WHAT IS EXPECTED — Look through the records that follow and state how many lines hold the word "业务服务", without adding anything.

RECORDS FOR THE TASK —
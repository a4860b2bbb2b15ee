//! IP Selector TUI
//!
//! ## 架构
//!
//! 采用 Elm Architecture (TEA) 模式：
//! - **Model**: 应用状态 (`model/`)
//! - **Message**: 事件消息 (`message/`)
//! - **Update**: 状态更新 (`update/`)
//! - **View**: UI 渲染 (`view/`)
//! - **Event**: 输入处理 (`event/`)
//! - **Backend**: 业务服务 (`backend/`)
//!
//!
//! 启动顺序：
//!     init_logging()              // 日志写入配置目录，不占用终端
//!     load_or_init()              // 读取 config.json，环境变量覆盖后端地址
//!     PanelService::connect()     // 组装 ip-selector-core 服务
//!     restore_ranges()            // 恢复上次输入的 IP 段
//!     startup()                   // 后台：健康检查 + 拉取候选列表
//!     init_terminal()
//!     app::run()
//!     restore_terminal()          // 无论成功与否，都恢复终端

mod app;
mod backend;
mod event;
mod i18n;
mod message;
mod model;
mod update;
mod util;
mod view;

use std::sync::Arc;
use std::time::Duration;

use anyhow::Result;

use backend::{BASE_URL_ENV, FileConfigService, JsonInputStore, PanelService, app_config_dir};
use i18n::{Language, set_language};
use util::{init_logging, init_terminal, restore_terminal};

/// 退出时等待输入保存的最长时间
const SHUTDOWN_GRACE: Duration = Duration::from_secs(2);

#[tokio::main]
async fn main() -> Result<()> {
    let dir = app_config_dir();
    let log_path = init_logging(&dir)?;
    tracing::info!(log = %log_path.display(), "ip-selector-tui starting");

    // 1. 加载配置
    let config_service = FileConfigService::in_dir(&dir);
    let config = config_service
        .load_or_init()?
        .with_base_url_override(std::env::var(BASE_URL_ENV).ok());
    tracing::info!(config = %config_service.path().display(), base_url = %config.client.base_url, "config loaded");

    view::theme::set_theme(config.theme);
    let language = Language::from_code(&config.language).unwrap_or_default();
    set_language(language);
    tracing::debug!(language = language.code(), "language selected");

    // 2. 创建服务
    let input_store = Arc::new(JsonInputStore::new(dir.join("input.json")));
    let (panel, mut events) = PanelService::connect(&config, input_store)?;

    // 3. 创建应用实例
    let mut app = model::App::new(config.panel.success_linger());
    app.editor.set_text(&panel.restore_ranges().await);

    let startup = panel.clone();
    tokio::spawn(async move { startup.startup().await });

    // 4. 运行主循环
    let mut terminal = init_terminal()?;
    let result = app::run(&mut terminal, &mut app, &panel, &mut events);

    // 5. 恢复终端（无论成功失败都执行）
    restore_terminal(&mut terminal)?;

    if let Some(pending) = result?
        && tokio::time::timeout(SHUTDOWN_GRACE, pending).await.is_err()
    {
        tracing::warn!("input was not saved before shutdown");
    }

    tracing::info!("ip-selector-tui exiting");
    Ok(())
}
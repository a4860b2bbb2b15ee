//!
//! src/backend/mod.rs
//! Backend 层：业务服务
//!
//! Backend 层与 UI 完全解耦，负责所有的 I/O。
//! 通过 ip-selector-core 库实现提交、轮询、刷新与同步。
//!
//!
//! 有模块结构：
//!     src/backend/mod.rs
//!         mod panel_service;      // 面板服务入口
//!         mod input_store;        // 输入持久化（JSON 文件）
//!         mod config_service;     // 配置文件
//!
//!
//! ═══════════════════════════════════════════════════════════════════════════
//! 一、面板服务（PanelService）
//! ═══════════════════════════════════════════════════════════════════════════
//!
//!     创建流程：
//!         1. 由 ClientConfig 创建 HttpSelectionBackend
//!         2. 创建 ChannelSink（UiTransition 通道）与提示通道
//!         3. 组装 PanelContext，再基于它创建 PanelServices
//!
//!     dispatch(Command) 在 tokio 任务中执行命令，立即返回。
//!     结果经 PanelEvents::drain() 回到主循环。
//!
//!
//! ═══════════════════════════════════════════════════════════════════════════
//! 二、输入存储（JsonInputStore）
//! ═══════════════════════════════════════════════════════════════════════════
//!
//!     实现 ip-selector-core 的 InputStore trait。
//!     存储位置：<config_dir>/ip-selector-tui/input.json
//!
//!
//! ═══════════════════════════════════════════════════════════════════════════
//! 三、配置（FileConfigService）
//! ═══════════════════════════════════════════════════════════════════════════
//!
//!     存储位置：<config_dir>/ip-selector-tui/config.json
//!     { "client": ClientConfig, "panel": PanelSettings, "theme", "language" }
//!     IP_SELECTOR_BASE_URL 环境变量覆盖 client.baseUrl。
//!

mod config_service;
mod input_store;
mod panel_service;

pub use config_service::{BASE_URL_ENV, FileConfigService, app_config_dir};
pub use input_store::JsonInputStore;
pub use panel_service::{PanelEvents, PanelService};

RESPONSE TO THIS EXERCISE — 2